The acquisition of the BlackRock single-fund position could presage opportunity for pensions with a lower cost of capital than typical secondaries buyers.

A London LGPS CIV secondaries transaction may herald an increase in pensions acquiring certain infrastructure assets that don’t suit typical secondaries buyers.

London CIV, one of eight firms that manage UK Local Government Pension Scheme assets, spent £107 million ($148 million; €126 million) to acquire a single-fund position in BlackRock Renewable Income UK Fund, according to a press release. The seller’s identity was not disclosed.

The firm, with £11.2 billion in assets directly under management, was pleased to deploy capital into the mature portfolio of cash-generating assets that will see immediate returns, head of private markets Vanessa Shia said in the release.

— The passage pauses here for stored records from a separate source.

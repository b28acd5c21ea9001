// Copyright (c) 2026 shaneyale (shaneyale86@gmail.com)
// All rights reserved.

//! # 协议参数与常量模块
//!
//! 该模块定义了 `filedrop` 遵循的 HTTP 协议相关常量和数据结构，包括：
//! - 用到的 HTTP 状态码及其原因短语（Reason Phrase）。
//! - 按扩展名推断的 MIME 类型映射表。
//! - CORS 与缓存相关的固定响应头。
//! - HTTP 方法与版本的强类型枚举。

use std::collections::HashMap;
use std::fmt;

use lazy_static::lazy_static;

/// 服务器名称标识，用于 HTTP 响应头的 `Server` 字段
pub const SERVER_NAME: &str = "filedrop";

/// HTTP 协议规定的换行符（Carriage Return Line Feed）
pub const CRLF: &str = "\r\n";

/// 请求头与请求体之间的分隔符
pub const HEADER_TERMINATOR: &[u8] = b"\r\n\r\n";

/// 文件名的最大长度（字节）
pub const MAX_FILENAME_LEN: usize = 255;

/// 可缓存内容统一使用的 `Cache-Control`
pub const CACHE_CONTROL: &str = "public, max-age=31536000, immutable";

/// 每个响应都携带的 CORS 头。顺序即为写出顺序。
pub const CORS_HEADERS: [(&str, &str); 6] = [
    ("Access-Control-Allow-Origin", "*"),
    ("Access-Control-Allow-Methods", "GET, POST, HEAD, OPTIONS"),
    (
        "Access-Control-Allow-Headers",
        "Content-Type, Content-Length, If-None-Match, If-Modified-Since, Authorization",
    ),
    ("Access-Control-Expose-Headers", "Content-Length, Content-Type"),
    ("Access-Control-Max-Age", "86400"),
    ("Vary", "Origin"),
];

lazy_static! {
    /// HTTP 状态码与其对应的标准原因短语映射表。
    ///
    /// 只收录本服务器实际会发出的状态码。
    pub static ref STATUS_CODES: HashMap<u16, &'static str> = {
        let mut map = HashMap::new();
        map.insert(200, "OK");
        map.insert(204, "No Content");
        map.insert(304, "Not Modified");
        map.insert(400, "Bad Request");
        map.insert(404, "Not Found");
        map.insert(413, "Payload Too Large");
        map.insert(500, "Internal Server Error");
        map.insert(501, "Not Implemented");
        map
    };
}

lazy_static! {
    /// 文件后缀名（小写）到 MIME 类型的映射表。
    ///
    /// 用于设置下载响应的 `Content-Type`，未收录的后缀一律按二进制流处理。
    pub static ref MIME_TYPES: HashMap<&'static str, &'static str> = {
        let mut map = HashMap::new();
        map.insert("txt", "text/plain");
        map.insert("html", "text/html");
        map.insert("css", "text/css");
        map.insert("js", "application/javascript");
        map.insert("json", "application/json");
        map.insert("xml", "application/xml");
        map.insert("pdf", "application/pdf");
        map.insert("jpg", "image/jpeg");
        map.insert("jpeg", "image/jpeg");
        map.insert("png", "image/png");
        map.insert("gif", "image/gif");
        map.insert("svg", "image/svg+xml");
        map.insert("webp", "image/webp");
        map.insert("zip", "application/zip");
        map
    };
}

lazy_static! {
    /// 上传时 `Content-Type` 到存储扩展名的映射表。
    pub static ref UPLOAD_EXTENSIONS: HashMap<&'static str, &'static str> = {
        let mut map = HashMap::new();
        map.insert("image/jpeg", ".jpg");
        map.insert("image/jpg", ".jpg");
        map.insert("image/png", ".png");
        map.insert("image/webp", ".webp");
        map.insert("image/gif", ".gif");
        map.insert("application/pdf", ".pdf");
        map.insert("application/zip", ".zip");
        map
    };
}

/// 兜底的二进制 MIME 类型
pub const OCTET_STREAM: &str = "application/octet-stream";

/// 支持的 HTTP 协议版本
#[derive(Debug, Clone, Copy, PartialEq, Eq)]
pub enum HttpVersion {
    V1_0,
    V1_1,
}

/// HTTP 请求方法
///
/// 不认识的方法不会在解析阶段被拒绝，而是交给路由返回 501。
#[derive(Debug, Clone, PartialEq, Eq)]
pub enum HttpRequestMethod {
    /// 获取资源
    Get,
    /// 获取资源的元数据（不包含响应体）
    Head,
    /// CORS 预检
    Options,
    /// 上传文件
    Post,
    /// 其他任意方法
    Other(String),
}

impl HttpRequestMethod {
    /// 方法名区分大小写，`get` 不等于 `GET`。
    pub fn parse(token: &str) -> Self {
        match token {
            "GET" => HttpRequestMethod::Get,
            "HEAD" => HttpRequestMethod::Head,
            "OPTIONS" => HttpRequestMethod::Options,
            "POST" => HttpRequestMethod::Post,
            other => HttpRequestMethod::Other(other.to_string()),
        }
    }
}

impl HttpVersion {
    pub fn parse(token: &str) -> Option<Self> {
        match token {
            "HTTP/1.0" => Some(HttpVersion::V1_0),
            "HTTP/1.1" => Some(HttpVersion::V1_1),
            _ => None,
        }
    }
}

impl fmt::Display for HttpVersion {
    /// 将枚举格式化为 HTTP 报文中的版本字符串
    fn fmt(&self, f: &mut fmt::Formatter<'_>) -> fmt::Result {
        match *self {
            HttpVersion::V1_0 => write!(f, "HTTP/1.0"),
            HttpVersion::V1_1 => write!(f, "HTTP/1.1"),
        }
    }
}

impl fmt::Display for HttpRequestMethod {
    /// 将枚举格式化为 HTTP 标准大写方法名
    fn fmt(&self, f: &mut fmt::Formatter<'_>) -> fmt::Result {
        match self {
            HttpRequestMethod::Get => write!(f, "GET"),
            HttpRequestMethod::Head => write!(f, "HEAD"),
            HttpRequestMethod::Options => write!(f, "OPTIONS"),
            HttpRequestMethod::Post => write!(f, "POST"),
            HttpRequestMethod::Other(m) => write!(f, "{}", m),
        }
    }
}

/// 按文件名的最后一个后缀推断 `Content-Type`（后缀不区分大小写）。
pub fn get_content_type(filename: &str) -> &'static str {
    let ext = match filename.rfind('.') {
        Some(pos) => &filename[pos + 1..],
        None => return OCTET_STREAM,
    };
    match MIME_TYPES.get(ext.to_ascii_lowercase().as_str()) {
        Some(v) => v,
        None => OCTET_STREAM,
    }
}
//! Master templates and their derived variations.

use std::path::Path;

use serde::{Deserialize, Serialize};
use serde_json::{Map, Value};

use crate::{RemixError, RemixResult};

/// A named, ordered composition of section ids representing one full design.
///
/// Fields this crate does not know about are kept in [`MasterTemplate::extra`]
/// so that cloning a template into a variation carries them along untouched.
#[derive(Debug, Clone, PartialEq, Serialize, Deserialize)]
#[serde(rename_all = "camelCase")]
pub struct MasterTemplate {
    /// Template identifier.
    pub id: String,
    /// Display name.
    pub name: String,
    /// Ordered section ids.
    #[serde(default)]
    pub section_composition: Vec<String>,
    /// Semantic tags (`promo`, `remix`, ...).
    #[serde(default)]
    pub semantic_tags: Vec<String>,
    /// Set on records produced by the variation generator.
    #[serde(default, skip_serializing_if = "std::ops::Not::not")]
    pub is_variation: bool,
    /// Any additional fields, preserved verbatim.
    #[serde(flatten)]
    pub extra: Map<String, Value>,
}

/// A master-template-shaped record produced by section substitution.
pub type Variation = MasterTemplate;

impl MasterTemplate {
    /// Create a template from an id, a name and an ordered composition.
    #[must_use]
    pub fn new<I, S>(id: impl Into<String>, name: impl Into<String>, composition: I) -> Self
    where
        I: IntoIterator<Item = S>,
        S: Into<String>,
    {
        Self {
            id: id.into(),
            name: name.into(),
            section_composition: composition.into_iter().map(Into::into).collect(),
            semantic_tags: Vec::new(),
            is_variation: false,
            extra: Map::new(),
        }
    }

    /// Set the semantic tags.
    #[must_use]
    pub fn with_tags<I, S>(mut self, tags: I) -> Self
    where
        I: IntoIterator<Item = S>,
        S: Into<String>,
    {
        self.semantic_tags = tags.into_iter().map(Into::into).collect();
        self
    }

    /// Parse a list of templates from a JSON array.
    ///
    /// # Errors
    ///
    /// Returns an error if the JSON is not an array of templates.
    pub fn list_from_json(json: &str) -> Result<Vec<Self>, serde_json::Error> {
        serde_json::from_str(json)
    }

    /// Read a list of templates from a JSON file.
    ///
    /// # Errors
    ///
    /// Returns [`RemixError::Io`] if the file cannot be read or
    /// [`RemixError::Serialization`] if it is not a template array.
    pub fn load_list(path: impl AsRef<Path>) -> RemixResult<Vec<Self>> {
        let json = std::fs::read_to_string(path.as_ref())?;
        Ok(Self::list_from_json(&json)?)
    }
}

/// Look up a template by id.
///
/// # Errors
///
/// Returns [`RemixError::TemplateNotFound`] if no template has that id.
pub fn find_template<'a>(templates: &'a [MasterTemplate], id: &str) -> RemixResult<&'a MasterTemplate> {
    templates
        .iter()
        .find(|t| t.id == id)
        .ok_or_else(|| RemixError::TemplateNotFound(id.to_string()))
}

That position now resides in LCIV Renewable Infrastructure Fund, a £435 million vehicle which invests in greenfield and brownfield renewable assets. This is the first secondaries transaction the fund has undertaken.

“The low-risk, cash-yielding and long-term profile of the fund [is] well suited for pension funds and other institutions with longer-term liabilities,” Daniel Roddick, founder Ely Place, said in the release. “The transaction did not represent a typical fund acquisition for most secondary buyers.”

Ely Place represented the anonymous seller in the transaction.

Typical secondaries buyers were initially interested in the deal due to the brand-name manager and renewable asset class, a source close to the deal shared, but they couldn’t accommodate the evergreen structure. The lower return profile would have meant paying a steep discount for the position to justify the deal, Secondaries Investor understands.

An initially broad field of potential buyers quickly narrowed when the size and sophistication of the deal – in conjunction with a necessarily lower cost of capital – were taken into account, SI understands.

Now that buyers for assets with this profile have been identified, it could herald an increase in a part of the market not suited for secondaries’ typical suspects, the source said.

BlackRock Renewable Income UK is invested in a portfolio of 48 wind and solar projects across the country. BlackRock’s renewable power platform has invested directly in more than 300 wind and solar projects globally, according to the release.

BlackRock, in addition to Quinbrook, Stonepeak and Foresight, manages LCIV Renewable Infrastructure Fund, according to the pension’s website. It is unclear what responsibilities the firm has in this context.

Shepherd and Wedderburn acted as the seller’s legal counsel.

London CIV did not respond to a request for comment by press time.